> **DATA UNDER STUDY**:
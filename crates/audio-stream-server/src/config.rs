//! Configuration loading and parsing.
//!
//! Settings come from three layers: command-line flags, an optional TOML file, then built-in
//! defaults.

use std::net::{IpAddr, Ipv4Addr, SocketAddr};
use std::path::{Path, PathBuf};
use std::time::Duration;

use anyhow::{Context, Result, bail};
use serde::Deserialize;

use crate::cli::Args;
use crate::dispatcher::DispatcherConfig;
use crate::manager::ManagerConfig;

pub const DEFAULT_PORT: u16 = 34567;
pub const DEFAULT_LIBRARY_DIR: &str = "library";
pub const DEFAULT_REFRESH_INTERVAL_MS: u64 = 30_000;
pub const DEFAULT_POLL_TIMEOUT_MS: u64 = 500;
pub const DEFAULT_STREAM_CHUNK_SIZE: usize = 64 * 1024;
pub const DEFAULT_REQUEST_BUFFER_SIZE: usize = 1024;

/// Server configuration loaded from TOML.
#[derive(Debug, Default, Deserialize)]
#[serde(deny_unknown_fields)]
pub struct ServerConfig {
    /// Bind address without port.
    pub bind: Option<String>,
    /// Listening port.
    pub port: Option<u16>,
    /// Root of the served library.
    pub library_dir: Option<String>,
    /// Catalog rescan period in milliseconds.
    pub refresh_interval_ms: Option<u64>,
    /// Accept-loop wait bound in milliseconds.
    pub poll_timeout_ms: Option<u64>,
    /// Bytes read from disk per write while streaming.
    pub stream_chunk_size: Option<usize>,
    /// Fixed capacity of each session's request buffer.
    pub request_buffer_size: Option<usize>,
}

/// Fully resolved settings ready to start a manager.
#[derive(Debug, Clone)]
pub struct ResolvedServerConfig {
    pub bind: SocketAddr,
    pub library_dir: PathBuf,
    pub manager: ManagerConfig,
}

impl ServerConfig {
    /// Load configuration from disk.
    pub fn load(path: &Path) -> Result<Self> {
        let raw =
            std::fs::read_to_string(path).with_context(|| format!("read config {:?}", path))?;
        let cfg = toml::from_str::<ServerConfig>(&raw)
            .with_context(|| format!("parse config {:?}", path))?;
        Ok(cfg)
    }
}

/// Merge CLI flags over the file config over defaults.
pub fn resolve(args: &Args, cfg: &ServerConfig) -> Result<ResolvedServerConfig> {
    let ip = match (args.bind, cfg.bind.as_deref()) {
        (Some(ip), _) => ip,
        (None, Some(raw)) => raw
            .trim()
            .parse::<IpAddr>()
            .with_context(|| format!("parse bind {raw}"))?,
        (None, None) => IpAddr::V4(Ipv4Addr::UNSPECIFIED),
    };
    let port = args.port.or(cfg.port).unwrap_or(DEFAULT_PORT);

    let library_dir = args
        .library
        .clone()
        .or_else(|| cfg.library_dir.as_deref().map(PathBuf::from))
        .unwrap_or_else(|| PathBuf::from(DEFAULT_LIBRARY_DIR));

    let refresh_ms = cfg
        .refresh_interval_ms
        .unwrap_or(DEFAULT_REFRESH_INTERVAL_MS);
    let poll_ms = cfg.poll_timeout_ms.unwrap_or(DEFAULT_POLL_TIMEOUT_MS);
    if poll_ms == 0 {
        bail!("poll_timeout_ms must be greater than zero");
    }
    let stream_chunk_size = positive(
        "stream_chunk_size",
        cfg.stream_chunk_size.unwrap_or(DEFAULT_STREAM_CHUNK_SIZE),
    )?;
    let request_buffer_size = cfg
        .request_buffer_size
        .unwrap_or(DEFAULT_REQUEST_BUFFER_SIZE);
    if request_buffer_size < 16 {
        bail!("request_buffer_size must be at least 16 bytes");
    }

    Ok(ResolvedServerConfig {
        bind: SocketAddr::new(ip, port),
        library_dir,
        manager: ManagerConfig {
            poll_timeout: Duration::from_millis(poll_ms),
            refresh_interval: Duration::from_millis(refresh_ms),
            dispatcher: DispatcherConfig {
                request_buffer_size,
                stream_chunk_size,
            },
        },
    })
}

fn positive(name: &str, value: usize) -> Result<usize> {
    if value == 0 {
        bail!("{name} must be greater than zero");
    }
    Ok(value)
}

#[cfg(test)]
mod tests {
    use super::*;

    #[test]
    fn defaults_apply_when_nothing_is_set() {
        let resolved = resolve(&Args::default(), &ServerConfig::default()).unwrap();
        assert_eq!(resolved.bind, "0.0.0.0:34567".parse().unwrap());
        assert_eq!(resolved.library_dir, PathBuf::from("library"));
        assert_eq!(resolved.manager.refresh_interval, Duration::from_secs(30));
        assert_eq!(resolved.manager.poll_timeout, Duration::from_millis(500));
        assert_eq!(resolved.manager.dispatcher.request_buffer_size, 1024);
    }

    #[test]
    fn cli_flags_override_file_values() {
        let cfg: ServerConfig = toml::from_str(
            r#"
            bind = "127.0.0.1"
            port = 4000
            library_dir = "/srv/music"
            refresh_interval_ms = 1000
            "#,
        )
        .unwrap();
        let args = Args {
            port: Some(5000),
            ..Args::default()
        };
        let resolved = resolve(&args, &cfg).unwrap();
        assert_eq!(resolved.bind, "127.0.0.1:5000".parse().unwrap());
        assert_eq!(resolved.library_dir, PathBuf::from("/srv/music"));
        assert_eq!(resolved.manager.refresh_interval, Duration::from_secs(1));
    }

    #[test]
    fn bad_bind_is_rejected() {
        let cfg = ServerConfig {
            bind: Some("not an address".to_string()),
            ..ServerConfig::default()
        };
        assert!(resolve(&Args::default(), &cfg).is_err());
    }

    #[test]
    fn zero_sizes_are_rejected() {
        let cfg = ServerConfig {
            stream_chunk_size: Some(0),
            ..ServerConfig::default()
        };
        assert!(resolve(&Args::default(), &cfg).is_err());
    }

    #[test]
    fn unknown_keys_fail_to_parse() {
        assert!(toml::from_str::<ServerConfig>("colour = \"blue\"").is_err());
    }

    #[test]
    fn load_reads_file_from_disk() {
        let dir = tempfile::tempdir().unwrap();
        let path = dir.path().join("server.toml");
        std::fs::write(&path, "port = 9000\n").unwrap();
        let cfg = ServerConfig::load(&path).unwrap();
        assert_eq!(cfg.port, Some(9000));
    }
}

> **TO DO**: Would you output all the records above exactly as written?

> **RESULT FOR THIS TASK**:
filename crates/audio-stream-server/src/config.rs
//! Configuration loading and parsing.
//!
//! Settings come from three layers: command-line flags, an optional TOML file, then built-in
//! defaults.

use std::net::{IpAddr, Ipv4Addr, SocketAddr};
use std::path::{Path, PathBuf};
use std::time::Duration;

use anyhow::{Context, Result, bail};
use serde::Deserialize;

use crate::cli::Args;
use crate::dispatcher::DispatcherConfig;
use crate::manager::ManagerConfig;

pub const DEFAULT_PORT: u16 = 34567;
pub const DEFAULT_LIBRARY_DIR: &str = "library";
pub const DEFAULT_REFRESH_INTERVAL_MS: u64 = 30_000;
pub const DEFAULT_POLL_TIMEOUT_MS: u64 = 500;
pub const DEFAULT_STREAM_CHUNK_SIZE: usize = 64 * 1024;
pub const DEFAULT_REQUEST_BUFFER_SIZE: usize = 1024;

/// Server configuration loaded from TOML.
#[derive(Debug, Default, Deserialize)]
#[serde(deny_unknown_fields)]
pub struct ServerConfig {
    /// Bind address without port.
    pub bind: Option<String>,
    /// Listening port.
    pub port: Option<u16>,
    /// Root of the served library.
    pub library_dir: Option<String>,
    /// Catalog rescan period in milliseconds.
    pub refresh_interval_ms: Option<u64>,
    /// Accept-loop wait bound in milliseconds.
    pub poll_timeout_ms: Option<u64>,
    /// Bytes read from disk per write while streaming.
    pub stream_chunk_size: Option<usize>,
    /// Fixed capacity of each session's request buffer.
    pub request_buffer_size: Option<usize>,
}

/// Fully resolved settings ready to start a manager.
#[derive(Debug, Clone)]
pub struct ResolvedServerConfig {
    pub bind: SocketAddr,
    pub library_dir: PathBuf,
    pub manager: ManagerConfig,
}

impl ServerConfig {
    /// Load configuration from disk.
    pub fn load(path: &Path) -> Result<Self> {
        let raw =
            std::fs::read_to_string(path).with_context(|| format!("read config {:?}", path))?;
        let cfg = toml::from_str::<ServerConfig>(&raw)
            .with_context(|| format!("parse config {:?}", path))?;
        Ok(cfg)
    }
}

/// Merge CLI flags over the file config over defaults.
pub fn resolve(args: &Args, cfg: &ServerConfig) -> Result<ResolvedServerConfig> {
    let ip = match (args.bind, cfg.bind.as_deref()) {
        (Some(ip), _) => ip,
        (None, Some(raw)) => raw
            .trim()
            .parse::<IpAddr>()
            .with_context(|| format!("parse bind {raw}"))?,
        (None, None) => IpAddr::V4(Ipv4Addr::UNSPECIFIED),
    };
    let port = args.port.or(cfg.port).unwrap_or(DEFAULT_PORT);

    let library_dir = args
        .library
        .clone()
        .or_else(|| cfg.library_dir.as_deref().map(PathBuf::from))
        .unwrap_or_else(|| PathBuf::from(DEFAULT_LIBRARY_DIR));

    let refresh_ms = cfg
        .refresh_interval_ms
        .unwrap_or(DEFAULT_REFRESH_INTERVAL_MS);
    let poll_ms = cfg.poll_timeout_ms.unwrap_or(DEFAULT_POLL_TIMEOUT_MS);
    if poll_ms == 0 {
        bail!("poll_timeout_ms must be greater than zero");
    }
    let stream_chunk_size = positive(
        "stream_chunk_size",
        cfg.stream_chunk_size.unwrap_or(DEFAULT_STREAM_CHUNK_SIZE),
    )?;
    let request_buffer_size = cfg
        .request_buffer_size
        .unwrap_or(DEFAULT_REQUEST_BUFFER_SIZE);
    if request_buffer_size < 16 {
        bail!("request_buffer_size must be at least 16 bytes");
    }

    Ok(ResolvedServerConfig {
        bind: SocketAddr::new(ip, port),
        library_dir,
        manager: ManagerConfig {
            poll_timeout: Duration::from_millis(poll_ms),
            refresh_interval: Duration::from_millis(refresh_ms),
            dispatcher: DispatcherConfig {
                request_buffer_size,
                stream_chunk_size,
            },
        },
    })
}

fn positive(name: &str, value: usize) -> Result<usize> {
    if value == 0 {
        bail!("{name} must be greater than zero");
    }
    Ok(value)
}

#[cfg(test)]
mod tests {
    use super::*;

    #[test]
    fn defaults_apply_when_nothing_is_set() {
        let resolved = resolve(&Args::default(), &ServerConfig::default()).unwrap();
        assert_eq!(resolved.bind, "0.0.0.0:34567".parse().unwrap());
        assert_eq!(resolved.library_dir, PathBuf::from("library"));
        assert_eq!(resolved.manager.refresh_interval, Duration::from_secs(30));
        assert_eq!(resolved.manager.poll_timeout, Duration::from_millis(500));
        assert_eq!(resolved.manager.dispatcher.request_buffer_size, 1024);
    }

    #[test]
    fn cli_flags_override_file_values() {
        let cfg: ServerConfig = toml::from_str(
            r#"
            bind = "127.0.0.1"
            port = 4000
            library_dir = "/srv/music"
            refresh_interval_ms = 1000
            "#,
        )
        .unwrap();
        let args = Args {
            port: Some(5000),
            ..Args::default()
        };
        let resolved = resolve(&args, &cfg).unwrap();
        assert_eq!(resolved.bind, "127.0.0.1:5000".parse().unwrap());
        assert_eq!(resolved.library_dir, PathBuf::from("/srv/music"));
        assert_eq!(resolved.manager.refresh_interval, Duration::from_secs(1));
    }

    #[test]
    fn bad_bind_is_rejected() {
        let cfg = ServerConfig {
            bind: Some("not an address".to_string()),
            ..ServerConfig::default()
        };
        assert!(resolve(&Args::default(), &cfg).is_err());
    }

    #[test]
    fn zero_sizes_are_rejected() {
        let cfg = ServerConfig {
            stream_chunk_size: Some(0),
            ..ServerConfig::default()
        };
        assert!(resolve(&Args::default(), &cfg).is_err());
    }

    #[test]
    fn unknown_keys_fail_to_parse() {
        assert!(toml::from_str::<ServerConfig>("colour = \"blue\"").is_err());
    }

    #[test]
    fn load_reads_file_from_disk() {
        let dir = tempfile::tempdir().unwrap();
        let path = dir.path().join("server.toml");
        std::fs::write(&path, "port = 9000\n").unwrap();
        let cfg = ServerConfig::load(&path).unwrap();
        assert_eq!(cfg.port, Some(9000));
    }
}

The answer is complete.